Fig. 4. Functional characterization of g2g-L2 Mtb strains.

a Violin plots for each phenotype measured by high-throughput microscopy, showing the distribution of each feature between the g2g-L2 and non-g2g-L2 strains. Samples were assayed at minimum in duplicate. The line inside each plot indicate indicates the median. P-values obtained by a Wilcoxon test. The red dotted line indicates the Bonferroni corrected significance threshold after multiple testing (-log₁₀(0.05/7)). b Representative images of autofluorescence signals in two representative g2g-L2 strains and two non-g2g-L2 strains. Scale bar: 5 µm. Images are representative of two independent experiments and the remainder of the g2g-L2 and non-g2g-L2 strains. c Total NAD was extracted from five g2g-L2 and five non-g2g-L2 Mtb strains and the NAD + /NADH ratio was determined. Each point represents the average of two independent replicates per strain (n = 5). Data are presented as mean +/- SD. A two-tailed unpaired t-test was used to determine statistical significance between the groups. Mtb mid-log phase cultures were treated with (d) 50 uM menadione for 24 h or (e) 25 mM H2O2 for 4 h, and surviving CFUs were determined by plating. A total of 10 Mtb strains were used (five g2g-L2 and five non-g2g-L2), with two independent replicates per strain. Data are presented as mean +/- SD. A two-way ANOVA (two-sided, Sidak’s multiple comparison test) was used to determine statistical significance between the groups. TRFS-green was incubated with (f) four g2g-L2 and four non-g2g-L2 Mtb strains (n = 5 per strain) or with (g) M.smegmatis strains constitutively expressing either the g2g or non-g2g-L2 variant Rv3913-3914 operon (n = 5 per strain). Fluorescence intensity was measured over time, the mean AUC for each strain was quantified and a two-tailed unpaired t-test was used to determine statistical significance. Data are presented as mean +/- SD. h Total NAD was extracted from a wildtype M.smegmatis strain, or M.smegmatis constructs constitutively expressing either the g2g or non-g2g-L2 variant Rv3913-3914 operon, and the NAD + /NADH ratio was determined (n = 3). Data are presented as mean +/- SD. A one-way ANOVA (two-sided, Tukey’s multiple comparison test) was used to determine statistical significance between groups. Source data are provided in the Source Data 1 file.

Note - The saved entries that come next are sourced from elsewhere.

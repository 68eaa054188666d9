// SPDX-FileCopyrightText: 2026 Paceline Contributors
// SPDX-License-Identifier: MIT OR Apache-2.0

//! Configuration diagnostics.
//!
//! Figment errors and semantic validation failures both end up as
//! [`ConfigError`], a miette diagnostic. Unknown keys carry a source span
//! into the offending file (including the right `[[accounts]]` entry) and a
//! Jaro-Winkler "did you mean" hint.

#![allow(unused_assignments)] // miette's Diagnostic derive generates code triggering this lint

use miette::{Diagnostic, NamedSource, SourceSpan};
use thiserror::Error;

const SUGGESTION_THRESHOLD: f64 = 0.75;

#[derive(Debug, Error, Diagnostic)]
pub enum ConfigError {
    #[error("unknown key `{key}` in {}", table_label(section))]
    #[diagnostic(
        code(paceline::config::unknown_key),
        help("{}", unknown_key_help(suggestion.as_deref(), valid_keys))
    )]
    UnknownKey {
        key: String,
        section: String,
        suggestion: Option<String>,
        valid_keys: String,
        #[label("not a paceline setting")]
        span: Option<SourceSpan>,
        #[source_code]
        src: Option<NamedSource<String>>,
    },

    #[error("`{key}` has the wrong type: found {found}")]
    #[diagnostic(code(paceline::config::invalid_value), help("expected {expected}"))]
    InvalidValue {
        key: String,
        found: String,
        expected: String,
    },

    #[error("missing key `{key}` in {}", table_label(section))]
    #[diagnostic(code(paceline::config::missing_key))]
    MissingKey { key: String, section: String },

    /// An `[engine]` setting failed validation.
    #[error("engine.{path} {message}")]
    #[diagnostic(code(paceline::config::engine))]
    Engine { path: String, message: String },

    /// A setting of one account failed validation.
    ///
    /// `account` is the account id, or `accounts[N]` when the id is empty.
    #[error("account `{account}`: {path} {message}")]
    #[diagnostic(code(paceline::config::account))]
    Account {
        account: String,
        path: String,
        message: String,
    },

    #[error("account id `{id}` is used by more than one [[accounts]] entry")]
    #[diagnostic(
        code(paceline::config::duplicate_account),
        help("entries {first} and {second} share it; account ids must be unique")
    )]
    DuplicateAccount {
        id: String,
        first: usize,
        second: usize,
    },

    #[error("configuration error: {0}")]
    #[diagnostic(code(paceline::config::other))]
    Other(String),
}

fn table_label(section: &str) -> String {
    if section.is_empty() {
        "the top level".to_string()
    } else {
        format!("[{section}]")
    }
}

fn unknown_key_help(suggestion: Option<&str>, valid_keys: &str) -> String {
    match suggestion {
        Some(s) => format!("did you mean `{s}`? Valid keys: {valid_keys}"),
        None => format!("valid keys: {valid_keys}"),
    }
}

/// Converts a figment error (which may bundle several) into diagnostics.
pub fn figment_to_config_errors(
    err: figment::Error,
    toml_sources: &[(String, String)],
) -> Vec<ConfigError> {
    use figment::error::Kind;

    err.into_iter()
        .map(|error| {
            let path: Vec<String> = error.path.iter().map(ToString::to_string).collect();
            match &error.kind {
                Kind::UnknownField(field, expected) => {
                    let (span, src) = source_span(&error, &path, field, toml_sources);
                    ConfigError::UnknownKey {
                        key: field.clone(),
                        section: table_name(&path, field),
                        suggestion: suggest_key(field, expected),
                        valid_keys: expected.join(", "),
                        span,
                        src,
                    }
                }
                Kind::MissingField(field) => ConfigError::MissingKey {
                    key: field.to_string(),
                    section: table_name(&path, field),
                },
                Kind::InvalidType(actual, expected) => ConfigError::InvalidValue {
                    key: path.join("."),
                    found: actual.to_string(),
                    expected: expected.to_string(),
                },
                _ => ConfigError::Other(error.to_string()),
            }
        })
        .collect()
}

/// Dotted table name for an error path, without array indices or the key itself.
fn table_name(path: &[String], key: &str) -> String {
    path.iter()
        .filter(|seg| seg.parse::<usize>().is_err())
        .filter(|seg| seg.as_str() != key)
        .map(String::as_str)
        .collect::<Vec<_>>()
        .join(".")
}

fn source_span(
    error: &figment::error::Error,
    path: &[String],
    field: &str,
    toml_sources: &[(String, String)],
) -> (Option<SourceSpan>, Option<NamedSource<String>>) {
    let Some(figment::Source::File(file)) = error.metadata.as_ref().and_then(|m| m.source.as_ref())
    else {
        return (None, None);
    };
    let file = file.display().to_string();
    let Some((name, content)) = toml_sources.iter().find(|(name, _)| *name == file) else {
        return (None, None);
    };

    match locate_key(content, path, field) {
        Some(offset) => (
            Some(SourceSpan::new(offset.into(), field.len())),
            Some(NamedSource::new(name, content.clone())),
        ),
        None => (None, None),
    }
}

/// Byte offset of `field` inside the table named by `path`.
///
/// A numeric segment in `path` selects that `[[accounts]]` entry, so nested
/// tables such as `[accounts.schedule]` resolve to the right account.
/// Without an index the first matching table wins.
pub fn locate_key(content: &str, path: &[String], field: &str) -> Option<usize> {
    let table = table_name(path, field);
    let index = path.iter().find_map(|seg| seg.parse::<usize>().ok());

    let mut current = String::new();
    let mut account: Option<usize> = None;
    let mut offset = 0;
    for line in content.split_inclusive('\n') {
        let trimmed = line.trim();
        if let Some(name) = trimmed.strip_prefix("[[").and_then(|r| r.strip_suffix("]]")) {
            current = name.trim().to_string();
            if current == "accounts" {
                account = Some(account.map_or(0, |n| n + 1));
            }
        } else if let Some(name) = trimmed.strip_prefix('[').and_then(|r| r.strip_suffix(']')) {
            current = name.trim().to_string();
        } else if current == table && (index.is_none() || index == account) {
            let body = line.trim_start();
            if let Some(rest) = body.strip_prefix(field)
                && rest.trim_start().starts_with('=')
            {
                return Some(offset + line.len() - body.len());
            }
        }
        offset += line.len();
    }
    None
}

/// The valid key closest to `unknown`, if any is similar enough.
pub fn suggest_key<S: AsRef<str>>(unknown: &str, valid_keys: &[S]) -> Option<String> {
    valid_keys
        .iter()
        .map(|key| (strsim::jaro_winkler(unknown, key.as_ref()), key.as_ref()))
        .filter(|(score, _)| *score > SUGGESTION_THRESHOLD)
        .max_by(|a, b| a.0.total_cmp(&b.0))
        .map(|(_, key)| key.to_string())
}

/// Renders every error to stderr, graphically when the terminal allows.
pub fn render_errors(errors: &[ConfigError]) {
    let handler = miette::GraphicalReportHandler::new();
    eprintln!("paceline: {} configuration error(s)", errors.len());
    for error in errors {
        let mut out = String::new();
        match handler.render_report(&mut out, error as &dyn Diagnostic) {
            Ok(()) => eprint!("{out}"),
            Err(_) => eprintln!("  {error}"),
        }
    }
}

#[cfg(test)]
mod tests {
    use super::*;

    fn path(segments: &[&str]) -> Vec<String> {
        segments.iter().map(|s| s.to_string()).collect()
    }

    #[test]
    fn suggests_cooldown_key() {
        let valid = ["private_cooldown_minutes", "group_cooldown_minutes", "blacklist"];
        assert_eq!(
            suggest_key("private_coldown_minutes", &valid),
            Some("private_cooldown_minutes".to_string())
        );
        assert_eq!(suggest_key("zzzzzz", &["queue_tick_secs", "log_level"]), None);
    }

    #[test]
    fn locates_key_in_the_indexed_account() {
        let content = "[engine]\nlog_level = \"info\"\n\n\
            [[accounts]]\nid = \"a\"\n[accounts.schedule]\nstrat = \"08:00\"\n\n\
            [[accounts]]\nid = \"b\"\n[accounts.schedule]\nstrat = \"09:00\"\n";
        let second = locate_key(content, &path(&["accounts", "1", "schedule"]), "strat").unwrap();
        assert_eq!(&content[second..second + 16], "strat = \"09:00\"\n");
        let first = locate_key(content, &path(&["accounts", "schedule"]), "strat").unwrap();
        assert!(first < second);
        assert_eq!(&content[first..first + 15], "strat = \"08:00\"");
    }

    #[test]
    fn top_level_keys_and_labels() {
        let content = "acounts = 1\n[engine]\n";
        assert_eq!(locate_key(content, &[], "acounts"), Some(0));
        assert_eq!(table_name(&path(&["accounts", "0", "proxy", "prot"]), "prot"), "accounts.proxy");
        assert_eq!(table_label(""), "the top level");
    }

    #[test]
    fn account_errors_name_the_account() {
        let err = ConfigError::Account {
            account: "sales-1".into(),
            path: "schedule.start".into(),
            message: "`7` is not a valid HH:MM time".into(),
        };
        assert_eq!(
            err.to_string(),
            "account `sales-1`: schedule.start `7` is not a valid HH:MM time"
        );
    }
}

Fig. 5. Phylogenetic structure of the g2g-L2 clade associated with the human alleles.

a A phylogenetic tree of L2 constructed with 255 L2 Peruvian isolates. The g2g-L2 clade identified via the g2g analysis is highlighted in red (Clade-A), two other Peruvian subclades of L2 are highlighted in blue (Clade-B) and green (Clade-C) respectively. *ybp years before present. Estimated emerging time (median value, with 95% highest posterior distribution in bracket) for the ancestor strains and cluster rate when using 6-SNP distance of each marked L2 clade (Clade-A, B and C) are listed. b Histogram of pairwise minimum SNP distance to the closest neighbors within the marked clades. c Comparison of transmission cluster rate between the three marked clades when using 6-SNP and 12-SNP distance as the threshold. d The percentage of g2g-L2 strains among all co-circulating strains from the 2010 cohort and the 2020 cohort. e The percentage of g2g-L2 strains among L2 strains from the 2010 cohort and the 2020 cohort. P-values shown in (c) and (d) were obtained by two-sided Fisher’s exact test. Source data for (a). are provided in the Source Data 3 file. Source data for (b). -d are provided in the Source Data 1 file.